March Madness was always the toughest month for me, with games running 13 hours straight for an entire week. On those days, I was one of the first through the Thunder’s door. Paula offered coffee or a stale croissant—the perks of being a degenerate—and asked which channel I wanted the big screen on. Looking for an edge one morning, I asked Paula who the best handicapper was in the joint and she pointed to the corner.
There sat John—a tall, bronze man of Aztec descent who would’ve made a fine warrior centuries before. Smoking was prohibited in the casino but every time I looked in John’s direction, I spotted phantom smoke curls, whipping and jumping off his bald head. Maybe it was just the steam rolling off his brain. Maybe it was the same pain I felt, showing itself in ways unknown. Whatever it was, John was cooking.
John would sit there from sun up to sun down with a long sheet of games in front of him. Depending on the time of day, men would huddle around John and ask for his take on a litany of games. He loved to give advice. John knew baseball, he knew basketball, he knew football. Hell, John knew soccer and the horses too. More than anything, John knew himself: a gambler.
Early one morning, when no one was around, I stood up, walked to the corner, and pushed out my hand—“I hear you’re the best sports bettor in this wormhole.” A big, bellicose laugh rang from his innards. “Who told you that?” I pointed to Paula. “She just takes my money.” He laughed again. This time, so did I. John told me to take a seat. He wanted to know: Who did I like?

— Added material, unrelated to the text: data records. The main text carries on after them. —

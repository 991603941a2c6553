//! Unix process termination using `kill(2)`.

use nix::errno::Errno;
use nix::sys::signal::{kill, Signal};
use nix::unistd::Pid;
use tracing::{debug, warn};

use crate::error::{Error, Result};
use crate::ports::ProcessTerminatorPort;

/// Unix terminator sending `SIGKILL`.
#[derive(Debug, Default)]
pub struct UnixTerminator;

impl UnixTerminator {
    /// Create a new UnixTerminator instance
    pub fn new() -> Self {
        Self
    }
}

impl ProcessTerminatorPort for UnixTerminator {
    async fn terminate(&self, pid: u32) -> Result<()> {
        // 0 and negative values address process groups, 1 is init
        let raw = match i32::try_from(pid) {
            Ok(raw) if raw > 1 => raw,
            _ => {
                return Err(Error::TerminationFailed {
                    pid,
                    reason: "refusing to signal this PID".to_string(),
                })
            }
        };

        debug!(pid, "Sending SIGKILL");

        match kill(Pid::from_raw(raw), Signal::SIGKILL) {
            Ok(()) => Ok(()),
            Err(Errno::ESRCH) => Err(Error::TerminationFailed {
                pid,
                reason: "no such process".to_string(),
            }),
            Err(Errno::EPERM) => {
                warn!(pid, "Permission denied to kill process");
                Err(Error::TerminationFailed {
                    pid,
                    reason: "permission denied".to_string(),
                })
            }
            Err(e) => Err(Error::TerminationFailed {
                pid,
                reason: e.to_string(),
            }),
        }
    }
}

“Duquesne ML,” I replied. I had just watched the Dukes rip the living, beating soul from my VCU Rams in the A-10 Final and the underdogs looked primed to make some noise in March. John laughed again. It wasn’t in his nature to bet underdogs. He liked betting favorites and he liked to bet them big. “Who do you got?” I asked. “South Carolina women. Spread. -35.5.” He cackled. I could see the steam rising from underneath his ballcap.
There are many ways to bet on sports. The moneyline (or ML) is the simplest to understand. You pick a team and if that team wins, you win. But sometimes a team is favored to win or lose by so many points that the ML is not a worthwhile bet and that’s where the spread comes into play. So, when John told me he was betting “South Carolina women’s spread by -35.5” what he was telling me was that he expected a rout. A 36-point rout to be exact.
I marveled at his confidence. “Thirty-six points?” I asked incredulously.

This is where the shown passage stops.